On Wednesday 26th of January, Kathleen Covill (CILT's researcher for passenger needs and a member of the London Women and Planning Forum steering group), chaired the LWPF seminar on 'Women and Local Transport Plans'. The meeting was well-attended by people from different areas of the transport sector and some important points were raised. The LWPF will produce a detailed broadsheet on the content of the meeting later in the year - the following is a discussion based on the main issues that arose during the speakers' talks and the ensuing debate.

A debate centred on women and Local Transport Plans was seen as a timely start to the year 2000. Women and their transport needs have been around for a long time, but it is only in the past three years that this topic seems to have gained some recognition in government policy. The 1998 Government Transport White Paper stated that: "...the measures we are introducing will tackle the transport needs of women, disabled and elderly people." (1)

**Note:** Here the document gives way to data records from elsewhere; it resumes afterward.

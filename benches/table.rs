//! Benchmarks for the session table.
//!
//! Run with: cargo bench --bench table

use criterion::{black_box, criterion_group, criterion_main, BenchmarkId, Criterion};
use halo::{CaSession, Identity, Session, SessionTable};

fn make_session(local: &Identity) -> ([u8; 16], Session) {
    let peer = Identity::generate();
    let ip6 = *peer.address().as_bytes();
    let ca = CaSession::new(local, *peer.public_key_bytes(), ip6).unwrap();
    (ip6, Session::new(ca, 0, 0, 0))
}

/// Pre-populate a table with `n` sessions.
fn populated_table(local: &Identity, n: u32) -> (SessionTable, Vec<[u8; 16]>) {
    let mut table = SessionTable::new(4000);
    let mut addrs = Vec::new();
    for _ in 0..n {
        let (ip6, session) = make_session(local);
        table.insert(ip6, session).unwrap();
        addrs.push(ip6);
    }
    (table, addrs)
}

fn bench_lookup_handle(c: &mut Criterion) {
    let local = Identity::generate();
    let mut group = c.benchmark_group("table_lookup_handle");

    for n in [16u32, 256, 4096] {
        let (table, _) = populated_table(&local, n);
        let handle = 4000 + n / 2;
        group.bench_with_input(BenchmarkId::from_parameter(n), &n, |b, _| {
            b.iter(|| table.lookup_handle(black_box(handle)))
        });
    }
    group.finish();
}

fn bench_lookup_ip6(c: &mut Criterion) {
    let local = Identity::generate();
    let mut group = c.benchmark_group("table_lookup_ip6");

    for n in [16u32, 256, 4096] {
        let (table, addrs) = populated_table(&local, n);
        let target = addrs[addrs.len() / 2];
        group.bench_with_input(BenchmarkId::from_parameter(n), &n, |b, _| {
            b.iter(|| table.lookup_ip6(black_box(&target)))
        });
    }
    group.finish();
}

fn bench_insert_remove(c: &mut Criterion) {
    let local = Identity::generate();
    let (mut table, _) = populated_table(&local, 256);
    let (ip6, _) = make_session(&local);

    c.bench_function("table_insert_remove", |b| {
        b.iter_batched(
            || make_session(&local).1,
            |session| {
                table.insert(ip6, session).unwrap();
                table.remove_ip6(&ip6).unwrap();
            },
            criterion::BatchSize::SmallInput,
        )
    });
}

criterion_group!(benches, bench_lookup_handle, bench_lookup_ip6, bench_insert_remove);
criterion_main!(benches);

The White Paper specifically referred to some of the transport issues affecting women - driving licence ownership ("over 4 in 10 women" (2) do not have them) and reliance on public transport, particularly buses - to name two. It also included a list of amendments that would improve transport for women:

There are three reasons why the year 2000 could be described as a landmark year. Firstly there is the Department of the Environment, Transport and the Regions (DETR) -commissioned Gender Audit produced by Professor Kerry Hamilton and her colleagues at the University of East London. If applied carefully, this Audit could bring about a fundamental recognition of women's transport needs and concerns. Then there is the forthcoming mayoral election and the Greater London Authority (GLA) - where transport in London is firmly on the agenda. Thirdly, there is the change from the yearly 'Transport Policies and Programmes' to the five-yearly 'Local Transport Plans' (LTPs) for local authorities, and for the London Boroughs the move to 'Interim Transport Plans' (ITPs) and then to 'Local Implementation Plans' (LIPs). When combined with the new emphasis on consultation, this change to longer-term transport planning could work well for women.

The Gender Audit

Professor Kerry Hamilton attended the seminar to introduce this topic. Due to be launched this Easter, the Gender Audit is a checklist that organisations undertake on a regular basis to ensure that their own house is in order and that the services they offer are sensitive to women's needs (see Box 1 on the next page). It also contains a definitive overview of women's social, economic and transport profiles, a literature review, and the results of focus groups in which a wide variety of women discussed transport issues. The Audit is intended for local authorities but will hopefully be undertaken by transport operators and providers, and by businesses and institutions such as hospitals and universities (and governments!?) as well. Initial reports say that some transport operators are interested - London Transport and West Yorkshire both support the Audit. Transport operators and policy-makers would particularly benefit from an increased understanding of the needs of women passengers, as well as from a re-evaluation of women in their own organisational structures.

Box 1

The Gender Audit Checklist serves two purposes:

  1. "As a management tool - to assess how well the organisation meets women's needs, to identify priorities for improvement, and to measure progress towards gender-based targets.
  2. As a community tool - to assess how well a local transport provider or local authority meets women's transport needs, to identify priorities for campaigning, lobbying and negotiations, and to measure progress for operators and local authorities towards gender-based targets." (4)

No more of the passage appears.